__Exercise details__.
Among the entries below, how many lines contain the string "unknown"? Only the number is wanted.

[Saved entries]
- - - - -
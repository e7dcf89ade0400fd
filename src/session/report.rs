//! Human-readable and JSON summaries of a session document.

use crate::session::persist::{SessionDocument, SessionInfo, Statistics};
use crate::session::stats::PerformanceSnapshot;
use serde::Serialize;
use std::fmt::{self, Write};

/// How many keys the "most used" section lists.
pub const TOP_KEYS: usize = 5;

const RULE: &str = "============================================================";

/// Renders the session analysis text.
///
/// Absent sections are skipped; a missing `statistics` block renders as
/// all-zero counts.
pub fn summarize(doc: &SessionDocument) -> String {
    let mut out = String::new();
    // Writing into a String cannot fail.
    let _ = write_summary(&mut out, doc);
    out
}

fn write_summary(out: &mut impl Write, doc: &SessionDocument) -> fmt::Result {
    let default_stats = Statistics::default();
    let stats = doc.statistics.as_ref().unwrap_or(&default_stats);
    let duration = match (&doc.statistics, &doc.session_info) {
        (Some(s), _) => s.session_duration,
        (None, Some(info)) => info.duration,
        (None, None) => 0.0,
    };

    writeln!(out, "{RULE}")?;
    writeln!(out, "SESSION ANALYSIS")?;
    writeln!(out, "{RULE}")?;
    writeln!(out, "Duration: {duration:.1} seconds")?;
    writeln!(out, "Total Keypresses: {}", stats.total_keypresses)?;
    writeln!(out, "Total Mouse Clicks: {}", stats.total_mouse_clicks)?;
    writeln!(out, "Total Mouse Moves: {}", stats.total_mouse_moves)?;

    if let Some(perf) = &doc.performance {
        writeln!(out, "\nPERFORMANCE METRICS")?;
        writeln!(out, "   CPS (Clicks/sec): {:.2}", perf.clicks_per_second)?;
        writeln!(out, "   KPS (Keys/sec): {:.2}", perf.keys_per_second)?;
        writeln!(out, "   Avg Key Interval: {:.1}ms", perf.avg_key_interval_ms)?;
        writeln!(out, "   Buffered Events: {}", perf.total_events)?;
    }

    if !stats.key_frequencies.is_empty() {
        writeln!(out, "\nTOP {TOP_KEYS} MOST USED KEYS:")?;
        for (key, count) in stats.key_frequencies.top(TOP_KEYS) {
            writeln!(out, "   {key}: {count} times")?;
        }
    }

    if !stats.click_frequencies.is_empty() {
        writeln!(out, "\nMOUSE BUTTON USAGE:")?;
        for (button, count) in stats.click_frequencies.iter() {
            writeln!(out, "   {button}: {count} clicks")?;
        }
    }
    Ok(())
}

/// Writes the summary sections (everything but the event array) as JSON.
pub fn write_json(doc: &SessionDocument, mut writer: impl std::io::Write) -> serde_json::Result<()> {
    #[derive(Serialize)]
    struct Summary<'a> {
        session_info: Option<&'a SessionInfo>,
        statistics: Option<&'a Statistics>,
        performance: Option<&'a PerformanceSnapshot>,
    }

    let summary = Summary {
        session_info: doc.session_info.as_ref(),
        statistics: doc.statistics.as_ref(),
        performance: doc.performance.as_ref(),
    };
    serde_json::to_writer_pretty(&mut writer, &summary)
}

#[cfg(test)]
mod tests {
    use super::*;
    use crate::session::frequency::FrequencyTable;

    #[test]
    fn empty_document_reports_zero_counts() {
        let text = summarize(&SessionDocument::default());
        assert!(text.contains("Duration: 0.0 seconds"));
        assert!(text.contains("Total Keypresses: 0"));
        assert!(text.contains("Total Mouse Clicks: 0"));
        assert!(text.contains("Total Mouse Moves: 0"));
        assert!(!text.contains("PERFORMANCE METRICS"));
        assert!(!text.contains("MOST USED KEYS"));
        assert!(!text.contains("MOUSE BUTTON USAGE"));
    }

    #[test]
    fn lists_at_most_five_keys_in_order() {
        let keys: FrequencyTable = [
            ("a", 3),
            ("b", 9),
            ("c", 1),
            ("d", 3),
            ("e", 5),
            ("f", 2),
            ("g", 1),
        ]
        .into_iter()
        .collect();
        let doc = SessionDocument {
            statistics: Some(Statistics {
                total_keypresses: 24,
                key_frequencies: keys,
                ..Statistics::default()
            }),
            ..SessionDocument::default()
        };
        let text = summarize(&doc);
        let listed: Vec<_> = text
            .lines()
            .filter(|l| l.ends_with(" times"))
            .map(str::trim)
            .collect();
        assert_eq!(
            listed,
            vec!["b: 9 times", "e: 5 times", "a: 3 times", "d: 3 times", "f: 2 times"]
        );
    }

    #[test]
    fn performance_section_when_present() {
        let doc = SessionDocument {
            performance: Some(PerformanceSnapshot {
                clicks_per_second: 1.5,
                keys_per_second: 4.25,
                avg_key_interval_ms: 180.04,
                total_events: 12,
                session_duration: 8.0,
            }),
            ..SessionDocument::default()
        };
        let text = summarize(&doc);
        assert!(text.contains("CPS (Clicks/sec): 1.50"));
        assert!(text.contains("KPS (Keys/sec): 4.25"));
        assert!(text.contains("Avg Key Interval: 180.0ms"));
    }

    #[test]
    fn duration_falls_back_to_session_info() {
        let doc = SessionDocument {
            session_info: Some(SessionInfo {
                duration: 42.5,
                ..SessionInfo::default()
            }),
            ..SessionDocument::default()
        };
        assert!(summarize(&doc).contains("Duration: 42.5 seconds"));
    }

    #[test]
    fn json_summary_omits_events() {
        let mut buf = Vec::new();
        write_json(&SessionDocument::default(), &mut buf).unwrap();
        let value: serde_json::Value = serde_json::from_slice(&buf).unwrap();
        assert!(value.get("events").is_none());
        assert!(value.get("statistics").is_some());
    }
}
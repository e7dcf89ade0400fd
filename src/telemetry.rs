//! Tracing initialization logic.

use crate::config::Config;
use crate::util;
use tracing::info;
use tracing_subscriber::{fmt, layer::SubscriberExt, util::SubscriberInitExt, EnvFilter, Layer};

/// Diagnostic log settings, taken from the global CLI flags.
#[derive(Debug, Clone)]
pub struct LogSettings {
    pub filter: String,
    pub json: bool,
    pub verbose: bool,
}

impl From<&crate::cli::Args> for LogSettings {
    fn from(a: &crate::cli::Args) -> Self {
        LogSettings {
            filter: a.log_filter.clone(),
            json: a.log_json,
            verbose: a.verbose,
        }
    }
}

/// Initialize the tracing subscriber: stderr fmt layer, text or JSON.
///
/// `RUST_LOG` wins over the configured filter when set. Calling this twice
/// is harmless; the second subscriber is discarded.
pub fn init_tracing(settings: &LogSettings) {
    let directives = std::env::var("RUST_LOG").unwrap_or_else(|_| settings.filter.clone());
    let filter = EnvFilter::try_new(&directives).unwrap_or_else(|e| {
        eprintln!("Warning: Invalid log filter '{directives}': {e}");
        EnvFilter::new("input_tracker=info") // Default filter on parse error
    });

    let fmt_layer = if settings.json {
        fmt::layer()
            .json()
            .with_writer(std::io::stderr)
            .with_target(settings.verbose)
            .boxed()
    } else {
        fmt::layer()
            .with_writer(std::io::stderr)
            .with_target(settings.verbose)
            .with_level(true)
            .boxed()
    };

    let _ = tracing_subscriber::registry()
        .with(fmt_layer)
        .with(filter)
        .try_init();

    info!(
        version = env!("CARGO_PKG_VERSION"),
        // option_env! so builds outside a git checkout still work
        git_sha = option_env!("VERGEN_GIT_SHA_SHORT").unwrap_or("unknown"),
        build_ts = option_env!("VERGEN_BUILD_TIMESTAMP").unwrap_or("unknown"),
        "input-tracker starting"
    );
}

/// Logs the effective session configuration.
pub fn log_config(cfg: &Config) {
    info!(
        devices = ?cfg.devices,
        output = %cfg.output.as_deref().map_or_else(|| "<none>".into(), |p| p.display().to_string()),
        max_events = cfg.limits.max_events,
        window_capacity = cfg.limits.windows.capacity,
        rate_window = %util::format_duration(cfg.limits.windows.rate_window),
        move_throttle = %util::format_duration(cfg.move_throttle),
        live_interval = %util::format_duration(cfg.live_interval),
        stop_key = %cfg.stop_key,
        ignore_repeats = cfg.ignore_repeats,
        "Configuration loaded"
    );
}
- - - - -
__Written answer__.
2